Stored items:
BEGIN

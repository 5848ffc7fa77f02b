//! Чтение матриц из текстовых файлов и текстовый дамп
//!
//! Формат файла: десятичные числа через пробел, одна строка матрицы на
//! строку файла. Высота равна числу непустых строк, ширина равна числу чисел
//! в строке.

use super::element::Element;
use super::types::Matrix;
use crate::error::MatrixError;
use memmap2::Mmap;
use std::fs::File;
use std::io::Write;
use std::path::Path;
use tracing::debug;

/// Читает матрицу из файла через отображение в память
pub fn read_matrix<T: Element>(path: &Path) -> Result<Matrix<T>, MatrixError> {
    let file = File::open(path)?;
    if file.metadata()?.len() == 0 {
        return Err(MatrixError::Empty);
    }
    // SAFETY: отображение только читается, файл открыт на чтение
    let mmap = unsafe { Mmap::map(&file)? };
    let matrix = parse_matrix(&mmap[..])?;
    debug!(
        "прочитана матрица {}x{} из {}",
        matrix.height(),
        matrix.width(),
        path.display()
    );
    Ok(matrix)
}

/// Разбирает текст матрицы
///
/// Токен накапливается в растущем буфере, так что длина числа ничем не
/// ограничена. Строки с разным числом элементов дают [`MatrixError::Ragged`].
pub fn parse_matrix<T: Element>(bytes: &[u8]) -> Result<Matrix<T>, MatrixError> {
    let mut data = Vec::new();
    let mut width: Option<usize> = None;
    let mut height = 0;
    let mut row_len = 0;
    let mut token = Vec::new();

    // Завершающий '\n' закрывает последнюю строку, даже если его нет в файле
    for &byte in bytes.iter().chain(std::iter::once(&b'\n')) {
        if !byte.is_ascii_whitespace() {
            token.push(byte);
            continue;
        }
        if !token.is_empty() {
            data.push(parse_token::<T>(&token, data.len())?);
            token.clear();
            row_len += 1;
        }
        if byte == b'\n' && row_len > 0 {
            match width {
                None => width = Some(row_len),
                Some(expected) if expected != row_len => {
                    return Err(MatrixError::Ragged {
                        row: height,
                        expected,
                        found: row_len,
                    })
                }
                Some(_) => {}
            }
            height += 1;
            row_len = 0;
        }
    }

    match width {
        Some(width) => Matrix::from_vec(height, width, data),
        None => Err(MatrixError::Empty),
    }
}

fn parse_token<T: Element>(token: &[u8], position: usize) -> Result<T, MatrixError> {
    let text = String::from_utf8_lossy(token);
    text.parse::<T>().map_err(|_| MatrixError::Parse {
        token: text.into_owned(),
        position,
    })
}

/// Печатает матрицу: заголовок `высота, ширина`, затем по элементу на строку
pub fn write_matrix<T: Element, W: Write>(out: &mut W, matrix: &Matrix<T>) -> std::io::Result<()> {
    writeln!(out, "{}, {}", matrix.height(), matrix.width())?;
    for value in matrix.as_slice() {
        writeln!(out, "{}", value.format())?;
    }
    Ok(())
}

#[cfg(test)]
mod tests {
    use super::*;

    #[test]
    fn parses_rows_and_columns() {
        let m: Matrix<u64> = parse_matrix(b"1 2 3\n4 5 6\n").unwrap();
        assert_eq!((m.height(), m.width()), (2, 3));
        assert_eq!(m.as_slice(), &[1, 2, 3, 4, 5, 6]);
    }

    #[test]
    fn tolerates_trailing_spaces_and_missing_final_newline() {
        let m: Matrix<f32> = parse_matrix(b"1.5 2 \n3 4.25").unwrap();
        assert_eq!((m.height(), m.width()), (2, 2));
        assert_eq!(m.as_slice(), &[1.5, 2.0, 3.0, 4.25]);
    }

    #[test]
    fn rejects_ragged_rows() {
        let err = parse_matrix::<u64>(b"1 2\n3\n").unwrap_err();
        assert!(matches!(err, MatrixError::Ragged { row: 1, expected: 2, found: 1 }));
    }

    #[test]
    fn rejects_empty_input() {
        assert!(matches!(parse_matrix::<u64>(b"\n \n"), Err(MatrixError::Empty)));
    }

    #[test]
    fn rejects_garbage_token() {
        let err = parse_matrix::<u64>(b"1 x2\n").unwrap_err();
        assert!(matches!(err, MatrixError::Parse { position: 1, .. }));
    }

    #[test]
    fn long_tokens_are_not_truncated() {
        let mut text = "0".repeat(5000);
        text.push_str("7 1\n");
        let m: Matrix<u64> = parse_matrix(text.as_bytes()).unwrap();
        assert_eq!(m.as_slice(), &[7, 1]);
    }

    #[test]
    fn dump_format() {
        let m = Matrix::<f32>::from_vec(1, 2, vec![0.5, 10.0]).unwrap();
        let mut out = Vec::new();
        write_matrix(&mut out, &m).unwrap();
        assert_eq!(String::from_utf8(out).unwrap(), "1, 2\n0.500000\n10.000000\n");
    }

    #[test]
    fn reads_file_through_mmap() {
        let mut file = tempfile::NamedTempFile::new().unwrap();
        file.write_all(b"0 10\n20 30\n").unwrap();
        let m: Matrix<u64> = read_matrix(file.path()).unwrap();
        assert_eq!(m.get(1, 0), Some(20));
    }

    #[test]
    fn empty_file_rejected_before_mapping() {
        let file = tempfile::NamedTempFile::new().unwrap();
        assert!(matches!(read_matrix::<u64>(file.path()), Err(MatrixError::Empty)));
    }
}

END

The answer must consist of every line from the entries above that contains "value".

*ANSWER BELOW:*
    for value in matrix.as_slice() {
        writeln!(out, "{}", value.format())?;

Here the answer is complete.